* The data *
#[cfg(test)]
mod tests {
    use super::*;

    fn state(self_id: PeerId, successors: &[PeerId]) -> MembershipState {
        MembershipState::new(
            self_id,
            successors,
            DEFAULT_SUSPICION_THRESHOLD,
            DEFAULT_HISTORY_CAPACITY,
        )
    }

    #[test]
    fn hash_key_wraps_modulo_256() {
        assert_eq!(hash_file_name("5").unwrap(), 6);
        assert_eq!(hash_file_name("255").unwrap(), 0);
        assert_eq!(hash_file_name(" 2012\n").unwrap(), 221);
        assert!(hash_file_name("abc").is_err());
        assert_eq!(hash_key(FileKey::MAX), 0);
    }

    #[test]
    fn ownership_matches_worked_examples() {
        assert!(owns_key(250, 5, 255), "arc crossing zero");
        assert!(owns_key(10, 20, 15));
        assert!(!owns_key(10, 20, 25));
        assert!(!owns_key(10, 20, 5));
        assert!(!owns_key(250, 5, 2), "keys below the smallest peer are unowned");
        assert!(!owns_key(10, 20, 20), "the successor's own id is excluded");
        assert!(!owns_key(10, 20, 10), "the local id is excluded");
    }

    #[test]
    fn ownership_agrees_with_open_interval_rule_everywhere() {
        for self_id in PeerId::MIN..=PeerId::MAX {
            for successor in PeerId::MIN..=PeerId::MAX {
                for key in [0, 2, 5, 20, 255] {
                    let expected =
                        key > self_id && (successor < self_id || key < successor);
                    assert_eq!(
                        owns_key(self_id, successor, key),
                        expected,
                        "owns_key({self_id}, {successor}, {key})"
                    );
                }
            }
        }
    }

    #[test]
    fn ring_distance_is_clockwise() {
        assert_eq!(ring_distance(10, 20), 10);
        assert_eq!(ring_distance(250, 5), 11);
        assert_eq!(ring_distance(7, 7), 0);
    }

    #[test]
    fn seq_num_wraps_through_negative_values() {
        // The counter is a plain modulo-256 counter: after 127 comes -128,
        // not a reset to 0.
        assert_eq!(SeqNum::new(127).next(), SeqNum::new(-128));
        assert_eq!(SeqNum::new(-1).next(), SeqNum::new(0));
        assert_eq!(SeqNum::from_byte(0x80), SeqNum::new(-128));
        assert_eq!(SeqNum::new(-128).to_byte(), 0x80);
    }

    #[test]
    fn successor_probes_wrap_and_still_acknowledge() {
        let mut entry = SuccessorEntry::new(9);
        for _ in 0..127 {
            let seq = entry.probe();
            entry.acknowledge(seq);
        }
        assert_eq!(entry.next_seq(), SeqNum::new(127));
        assert_eq!(entry.probe(), SeqNum::new(127));
        assert_eq!(entry.probe(), SeqNum::new(-128));
        assert_eq!(entry.acknowledge(SeqNum::new(-128)), Some(2));
        assert!(entry.unacked().is_empty());
    }

    #[test]
    fn acknowledgement_is_cumulative() {
        let mut s = state(1, &[3, 5]);
        for _ in 0..3 {
            s.tick();
        }
        assert_eq!(
            s.entry(3).unwrap().unacked(),
            &[SeqNum::new(0), SeqNum::new(1), SeqNum::new(2)]
        );

        assert_eq!(
            s.on_ping_response(3, SeqNum::new(1)),
            AckOutcome::Acknowledged { cleared: 2 }
        );
        assert_eq!(s.entry(3).unwrap().unacked(), &[SeqNum::new(2)]);

        assert_eq!(
            s.on_ping_response(3, SeqNum::new(2)),
            AckOutcome::Acknowledged { cleared: 1 }
        );
        assert!(s.entry(3).unwrap().unacked().is_empty());
    }

    #[test]
    fn unknown_acknowledgement_changes_nothing() {
        let mut s = state(1, &[3, 5]);
        s.tick();
        let before = s.snapshot();
        assert_eq!(s.on_ping_response(3, SeqNum::new(42)), AckOutcome::UnknownSequence);
        assert_eq!(s.on_ping_response(77, SeqNum::new(0)), AckOutcome::UnknownPeer);
        assert_eq!(s.snapshot(), before);
    }

    #[test]
    fn fourth_unacknowledged_probe_triggers_death_once() {
        let mut s = state(1, &[3, 5]);
        s.on_ping_request(3);
        for _ in 0..4 {
            let plan = s.tick();
            assert!(plan.deaths.is_empty());
            let seq = s.entry(5).unwrap().unacked()[0];
            s.on_ping_response(5, seq);
        }

        let plan = s.tick();
        assert_eq!(
            plan.deaths,
            vec![Death {
                peer: 3,
                recovery_target: Some(5)
            }]
        );
        assert_eq!(plan.probes.len(), 1, "dead successor is no longer probed");
        assert_eq!(s.successors(), vec![5]);
        assert!(s.is_watched(3));
        assert_eq!(s.recent_predecessors(), None, "dead peer leaves the history");

        let plan = s.tick();
        assert!(plan.deaths.is_empty(), "death is reported once per episode");
    }

    #[test]
    fn death_without_survivors_has_no_recovery_target() {
        let mut s = state(1, &[3]);
        for _ in 0..4 {
            s.tick();
        }
        let plan = s.tick();
        assert_eq!(
            plan.deaths,
            vec![Death {
                peer: 3,
                recovery_target: None
            }]
        );
        assert!(plan.probes.is_empty());
        assert!(s.successors().is_empty());
    }

    #[test]
    fn adopting_present_id_is_not_an_adoption() {
        let mut s = state(10, &[30]);
        let adopted = s.on_successor_response(30, &[30, 10, 40]);
        assert_eq!(adopted, Some(40), "duplicates and self are skipped, loop continues");
        assert_eq!(s.successors(), vec![30, 40]);
    }

    #[test]
    fn departure_replaces_departing_successor() {
        // P = 10 with successors [A = 20, D = 30]; A departs offering [B = 30, C = 40].
        let mut s = state(10, &[20, 30]);
        let adopted = s.on_depart_notice(20, &[30, 40]);
        assert_eq!(adopted, Some(40));
        assert_eq!(s.successors(), vec![30, 40]);

        let mut s = state(10, &[20, 30]);
        let adopted = s.on_depart_notice(20, &[35, 40]);
        assert_eq!(adopted, Some(35), "only the first acceptable id is adopted");
        assert_eq!(s.successors(), vec![30, 35]);
    }

    #[test]
    fn departure_removes_predecessor_observations() {
        let mut s = state(10, &[20, 30]);
        s.on_ping_request(5);
        s.on_ping_request(250);
        s.on_depart_notice(5, &[10, 20]);
        assert_eq!(s.recent_predecessors(), Some(vec![250]));
        assert_eq!(s.successors(), vec![20, 30]);
    }

    #[test]
    fn successor_list_orders_by_ring_distance() {
        let s = state(250, &[3, 252]);
        assert_eq!(s.successors(), vec![252, 3]);
        assert_eq!(s.successor(1), Some(252));
        assert_eq!(s.successor(2), Some(3));
        assert_eq!(s.successor(3), None);
        assert_eq!(s.successor(0), None);
    }

    #[test]
    fn initial_successors_skip_self_and_duplicates() {
        let s = state(7, &[7, 9, 9]);
        assert_eq!(s.successors(), vec![9]);
    }

    #[test]
    fn watched_peer_is_confirmed_not_adopted() {
        let mut s = state(1, &[3, 5]);
        for _ in 0..5 {
            s.tick();
            let seq = *s.entry(5).unwrap().unacked().last().unwrap();
            s.on_ping_response(5, seq);
        }
        assert!(s.is_watched(3));

        let adopted = s.on_successor_response(5, &[3, 8]);
        assert_eq!(adopted, Some(8));
        assert!(!s.is_watched(3));
        assert_eq!(s.successors(), vec![5, 8]);
    }

    #[test]
    fn external_death_removes_successor_and_predecessor() {
        let mut s = state(1, &[3, 5]);
        s.on_ping_request(3);
        s.on_ping_request(200);
        assert!(s.on_death_detected_externally(3));
        assert!(!s.on_death_detected_externally(3));
        assert_eq!(s.successors(), vec![5]);
        assert_eq!(s.recent_predecessors(), Some(vec![200]));
        assert!(!s.is_watched(3));
    }

    #[test]
    fn history_evicts_oldest_first() {
        let capacity = 10;
        let mut history = PredecessorHistory::new(capacity);
        for peer in 0..(capacity as PeerId + 5) {
            history.record(peer);
        }
        let remaining: Vec<PeerId> = history.iter().collect();
        assert_eq!(remaining, (5..15).collect::<Vec<PeerId>>());
        assert_eq!(history.len(), capacity);
    }

    #[test]
    fn recent_predecessors_are_distinct_and_capped() {
        let mut s = state(1, &[3, 5]);
        assert_eq!(s.recent_predecessors(), None);

        for peer in [200, 201, 200, 200, 199, 200] {
            s.on_ping_request(peer);
        }
        assert_eq!(s.recent_predecessors(), Some(vec![199, 200]));
    }
}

* What needs to be done *
Only lines holding the word "collect" are wanted here; copy each from the listing.

* Exercise output *
        let remaining: Vec<PeerId> = history.iter().collect();
        assert_eq!(remaining, (5..15).collect::<Vec<PeerId>>());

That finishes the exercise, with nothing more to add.